Wheat up for third session on Russia crop worries
Chicago wheat rose for a third consecutive session on Thursday to its highest in more than a week, as concerns over downgrades in the outlook for Russian grain crops pushed prices higher.
Corn edged higher after closing lower, although concerns over lower demand for grain-based fuel ethanol kept a lid on prices.
“Wheat seems to be getting bit of a support from downgrades in Russian crop outlook, but supplies are still ample given the lower demand due to the coronavirus,” said Ole Houe, director of advisory services at brokerage IKON Commodities.
“We have not dealt with demand destruction yet.”
The most-active wheat contract on the Chicago Board of Trade rose 0.6% to $5.17 a bushel by 0252 GMT, having climbed to its highest since May 11 at $5.18-1/2 a bushel earlier in the session.
Corn was up 0.1% at $3.19-3/4 a bushel, having closed down 0.5% in the previous session and soybeans dipped 0.1% at $8.46 a bushel, having firmed 0.5% on Wednesday.
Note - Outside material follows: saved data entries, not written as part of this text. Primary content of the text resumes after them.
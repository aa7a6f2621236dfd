//! Core simulation - deterministic and free of I/O
//!
//! This crate holds the game rules of a single bloccs game. Nothing here
//! knows about threads, timers or transports: time arrives as a millisecond
//! delta passed to [`GameState::update`], commands arrive as [`Command`]
//! values or single-character tokens, and changes leave as queued
//! [`GameEvent`]s.
//!
//! # Module Structure
//!
//! - [`field`]: grid of locked cells, collision queries, row clearing, dirty flag
//! - [`pieces`]: tetromino shapes and their 4x4 display bitmaps
//! - [`rng`]: piece sources, including the seeded 7-bag generator
//! - [`falling`]: the active piece's placement and fall timer
//! - [`game_state`]: tick state machine, lock sequence, hold, hard lock, commands
//! - [`events`]: change notifications
//! - [`snapshot`]: serializable views used as event payloads
//!
//! # Example
//!
//! ```
//! use bloccs_core::GameState;
//! use bloccs_core::types::Command;
//!
//! let mut game = GameState::new(10, 20, 1.0, 12345);
//! game.update(10); // spawns the first piece
//!
//! game.apply(Command::MoveRight);
//! game.apply(Command::HardLock);
//! game.update(10); // locks it
//!
//! assert_eq!(game.pieces_locked(), 1);
//! assert!(!game.drain_events().is_empty());
//! ```

pub mod events;
pub mod falling;
pub mod field;
pub mod game_state;
pub mod pieces;
pub mod rng;
pub mod snapshot;

pub use bloccs_types as types;

pub use events::GameEvent;
pub use falling::FallingPiece;
pub use field::Field;
pub use game_state::{GameState, TickOutcome};
pub use pieces::{display, shape, PieceDisplay, PieceShape};
pub use rng::{PieceSource, RandomBagGenerator, SequenceSource, SimpleRng};
pub use snapshot::{FallingPieceSnapshot, FieldSnapshot, GameSnapshot};
pub use types::Command;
Rains across Europe offer hope for drought stricken crops, but dry weather persists across the Black Sea region.
Russia will harvest about 120 million tonnes of grain in 2020, slightly less than in 2019 as yields are going to decline in several southern regions of the country, Agriculture Minister Dmitry Patrushev said on Wednesday.
The government had previously expected grain crop to total 125.3 million tonnes.
Russia and Ukraine – major exporters of wheat from the Black Sea region – were hit by dry weather in April, though May rain fixed most of the damage for the upcoming crop.
A decline in the U.S. winter wheat crop ratings last week and lower-than-expected crop outlook during a Kansas wheat tour this week also buoyed the market.
U.S. farmers have made faster-than-normal progress in planting what is expected to be a huge corn acreage this year.
Commodity funds were net buyers of CBOT wheat, soybean, soyoil and soymeal contracts on Wednesday, traders said. They were net sellers of corn contracts.